Automatic Segmentation of Myocardial Infarction in Rats Subjected to Regional Ischemia

Roman Jakubicek1, Jiri Chmelik1, Jan Neckar2, Radim Kolar1
1Brno University of Technology, 2Czech Academy of Sciences


Abstract

Introduction: In the experimental and preclinical studies, the determination of the extent of the myocardial ischemic injury is essential in ischemia/reperfusion studies. Indeed, precise determination of area at risk (AR) of infarction and infarct area (IA) size is fundamental for the evaluation of the degree of ischemic injury and potency of cardioprotective interventions. As IA or AR segmentation in images of histological slices is often challenging, the subjective segmentation might provide biased, expert- and software-depending results. Here, we describe a new approach for automatic IA and AR segmentation with a detailed description of the proposed algorithm. Methods: The proposed approach consists of segmentation of individual histological slices using a Random Forest classifier with a vector of nine image features. The second part consists of two-step pixel-wise k-means classification.
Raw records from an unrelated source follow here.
use std::sync::OnceLock;

use regex::Regex;
use unicode_normalization::UnicodeNormalization;

const LIGATURES: [(char, &str); 7] = [
    ('\u{FB00}', "ff"),
    ('\u{FB01}', "fi"),
    ('\u{FB02}', "fl"),
    ('\u{FB03}', "ffi"),
    ('\u{FB04}', "ffl"),
    ('\u{FB05}', "st"),
    ('\u{FB06}', "st"),
];

/// NFC, expanded ligatures, no replacement or NUL characters.
fn normalize(text: &str) -> String {
    let mut out = String::with_capacity(text.len());
    for ch in text.nfc() {
        match ch {
            '\u{FFFD}' | '\0' => {}
            _ => match LIGATURES.iter().find(|(lig, _)| *lig == ch) {
                Some((_, expanded)) => out.push_str(expanded),
                None => out.push(ch),
            },
        }
    }
    out
}

/// Clean a single span's text. Inner whitespace runs collapse to one space.
pub fn clean_span_text(text: &str) -> String {
    normalize(text).split_whitespace().collect::<Vec<_>>().join(" ")
}

/// Clean reconstructed page text, keeping its line structure.
///
/// Words hyphenated across a line break are rejoined.
pub fn clean_page_text(text: &str) -> String {
    static RE_HYPHEN: OnceLock<Regex> = OnceLock::new();
    static RE_SPACES: OnceLock<Regex> = OnceLock::new();

    let re_hyphen =
        RE_HYPHEN.get_or_init(|| Regex::new(r"(\p{Alphabetic})-[ \t]*\n[ \t]*(\p{Lowercase})").unwrap());
    let re_spaces = RE_SPACES.get_or_init(|| Regex::new(r"[ \t]+").unwrap());

    let text = normalize(text);
    let text = re_hyphen.replace_all(&text, "$1$2");
    let text = re_spaces.replace_all(&text, " ");

    text.lines()
        .map(str::trim)
        .filter(|line| !line.is_empty())
        .collect::<Vec<_>>()
        .join("\n")
}

#[cfg(test)]
mod tests {
    use super::*;

    #[test]
    fn test_span_passthrough() {
        assert_eq!(clean_span_text("Hello world."), "Hello world.");
    }

    #[test]
    fn test_span_ligatures() {
        assert_eq!(clean_span_text("\u{FB01}nd a\u{FB04}e"), "find affle");
    }

    #[test]
    fn test_span_whitespace_collapsed_and_trimmed() {
        assert_eq!(clean_span_text("  a \t  b\n c "), "a b c");
    }

    #[test]
    fn test_span_nfc() {
        assert_eq!(clean_span_text("cafe\u{0301}"), "caf\u{00E9}");
    }

    #[test]
    fn test_replacement_and_nul_removed() {
        assert_eq!(clean_span_text("Hel\u{FFFD}lo\0"), "Hello");
    }

    #[test]
    fn test_page_hyphenation_rejoined() {
        assert_eq!(clean_page_text("infor-\nmation here"), "information here");
    }

    #[test]
    fn test_page_hyphen_kept_before_capital_or_digit() {
        assert_eq!(clean_page_text("Jean-\nPaul"), "Jean-\nPaul");
        assert_eq!(clean_page_text("123-\n456"), "123-\n456");
    }

    #[test]
    fn test_page_blank_lines_dropped() {
        assert_eq!(clean_page_text("a   b\n\n  \nc"), "a b\nc");
    }

    #[test]
    fn test_empty() {
        assert_eq!(clean_span_text(""), "");
        assert_eq!(clean_page_text(""), "");
    }
}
First, the AR tissue is separated from the normally perfused (NP) tissue and in the second step, the viable area (VA) and IA tissue are separated. The developed software also contains two possibilities for manual correction. The freehand pen, which can be used for simple sketching of closed contours and the colour-based homogeneous adding/removing tool based on the watershed algorithm applied on gradient image. Methods were implemented in Matlab, and the final application is available at: https://www.mathworks.com/matlabcentral/fileexchange/66902-cardiac-ischemia. Results and Conclusion: The set of 16 images from 8 rat hearts was used for evaluation. We compared sizes of NP, VA and IA (normalized to percent of total area) obtained by our method with manual segmentation by the biologist. We achieved mean absolute error of 2.59% with a mean standard deviation of 1.61%. Considering that the inter-observer variability can lead to differences up to 5% (heuristically estimated by biologists), the achieved results are reasonable and the software is applicable in the real-world scenario.